- **Description of the task**
Restate all the data word for word, leaving nothing out.

[Stored items]

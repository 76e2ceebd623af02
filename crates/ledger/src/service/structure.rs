use bson::oid::ObjectId;
use log::info;
use model::{
    branch::Branch, department::Department, errors::LedgerError, organization::Organization,
    session::Session,
};
use storage::{branch::BranchStore, department::DepartmentStore, organization::OrganizationStore};

/// Organizations, their branches and the branches' departments.
#[derive(Clone)]
pub struct Structure {
    organizations: OrganizationStore,
    branches: BranchStore,
    departments: DepartmentStore,
}

impl Structure {
    pub fn new(
        organizations: OrganizationStore,
        branches: BranchStore,
        departments: DepartmentStore,
    ) -> Self {
        Structure {
            organizations,
            branches,
            departments,
        }
    }

    pub async fn create_organization(
        &self,
        session: &mut Session,
        name: String,
    ) -> Result<Organization, LedgerError> {
        let org = Organization::new(name);
        self.organizations.insert(session, &org).await?;
        info!("organization created: {} ({})", org.name, org.id);
        Ok(org)
    }

    pub async fn create_branch(
        &self,
        session: &mut Session,
        org_id: ObjectId,
        name: String,
        location: Option<String>,
    ) -> Result<Branch, LedgerError> {
        if self.organizations.get(session, org_id).await?.is_none() {
            return Err(LedgerError::OrganizationNotFound(org_id));
        }
        let branch = Branch::new(org_id, name, location);
        self.branches.insert(session, &branch).await?;
        info!("branch created: {} ({})", branch.name, branch.id);
        Ok(branch)
    }

    pub async fn create_department(
        &self,
        session: &mut Session,
        branch_id: ObjectId,
        name: String,
    ) -> Result<Department, LedgerError> {
        if self.branches.get(session, branch_id).await?.is_none() {
            return Err(LedgerError::BranchNotFound(branch_id));
        }
        let dept = Department::new(branch_id, name);
        self.departments.insert(session, &dept).await?;
        info!("department created: {} ({})", dept.name, dept.id);
        Ok(dept)
    }

    pub async fn organizations(
        &self,
        session: &mut Session,
    ) -> Result<Vec<Organization>, LedgerError> {
        Ok(self.organizations.list(session).await?)
    }

    pub async fn branches(
        &self,
        session: &mut Session,
        org_id: ObjectId,
    ) -> Result<Vec<Branch>, LedgerError> {
        Ok(self.branches.by_org(session, org_id).await?)
    }

    pub async fn departments(
        &self,
        session: &mut Session,
        branch_id: ObjectId,
    ) -> Result<Vec<Department>, LedgerError> {
        Ok(self.departments.by_branch(session, branch_id).await?)
    }

    pub async fn department(
        &self,
        session: &mut Session,
        id: ObjectId,
    ) -> Result<Department, LedgerError> {
        self.departments
            .get(session, id)
            .await?
            .ok_or(LedgerError::DepartmentNotFound(id))
    }
}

- **Written response**
repository 76e2ceebd623af02
filename crates/ledger/src/service/structure.rs
use bson::oid::ObjectId;
use log::info;
use model::{
    branch::Branch, department::Department, errors::LedgerError, organization::Organization,
    session::Session,
};
use storage::{branch::BranchStore, department::DepartmentStore, organization::OrganizationStore};

/// Organizations, their branches and the branches' departments.
#[derive(Clone)]
pub struct Structure {
    organizations: OrganizationStore,
    branches: BranchStore,
    departments: DepartmentStore,
}

impl Structure {
    pub fn new(
        organizations: OrganizationStore,
        branches: BranchStore,
        departments: DepartmentStore,
    ) -> Self {
        Structure {
            organizations,
            branches,
            departments,
        }
    }

    pub async fn create_organization(
        &self,
        session: &mut Session,
        name: String,
    ) -> Result<Organization, LedgerError> {
        let org = Organization::new(name);
        self.organizations.insert(session, &org).await?;
        info!("organization created: {} ({})", org.name, org.id);
        Ok(org)
    }

    pub async fn create_branch(
        &self,
        session: &mut Session,
        org_id: ObjectId,
        name: String,
        location: Option<String>,
    ) -> Result<Branch, LedgerError> {
        if self.organizations.get(session, org_id).await?.is_none() {
            return Err(LedgerError::OrganizationNotFound(org_id));
        }
        let branch = Branch::new(org_id, name, location);
        self.branches.insert(session, &branch).await?;
        info!("branch created: {} ({})", branch.name, branch.id);
        Ok(branch)
    }

    pub async fn create_department(
        &self,
        session: &mut Session,
        branch_id: ObjectId,
        name: String,
    ) -> Result<Department, LedgerError> {
        if self.branches.get(session, branch_id).await?.is_none() {
            return Err(LedgerError::BranchNotFound(branch_id));
        }
        let dept = Department::new(branch_id, name);
        self.departments.insert(session, &dept).await?;
        info!("department created: {} ({})", dept.name, dept.id);
        Ok(dept)
    }

    pub async fn organizations(
        &self,
        session: &mut Session,
    ) -> Result<Vec<Organization>, LedgerError> {
        Ok(self.organizations.list(session).await?)
    }

    pub async fn branches(
        &self,
        session: &mut Session,
        org_id: ObjectId,
    ) -> Result<Vec<Branch>, LedgerError> {
        Ok(self.branches.by_org(session, org_id).await?)
    }

    pub async fn departments(
        &self,
        session: &mut Session,
        branch_id: ObjectId,
    ) -> Result<Vec<Department>, LedgerError> {
        Ok(self.departments.by_branch(session, branch_id).await?)
    }

    pub async fn department(
        &self,
        session: &mut Session,
        id: ObjectId,
    ) -> Result<Department, LedgerError> {
        self.departments
            .get(session, id)
            .await?
            .ok_or(LedgerError::DepartmentNotFound(id))
    }
}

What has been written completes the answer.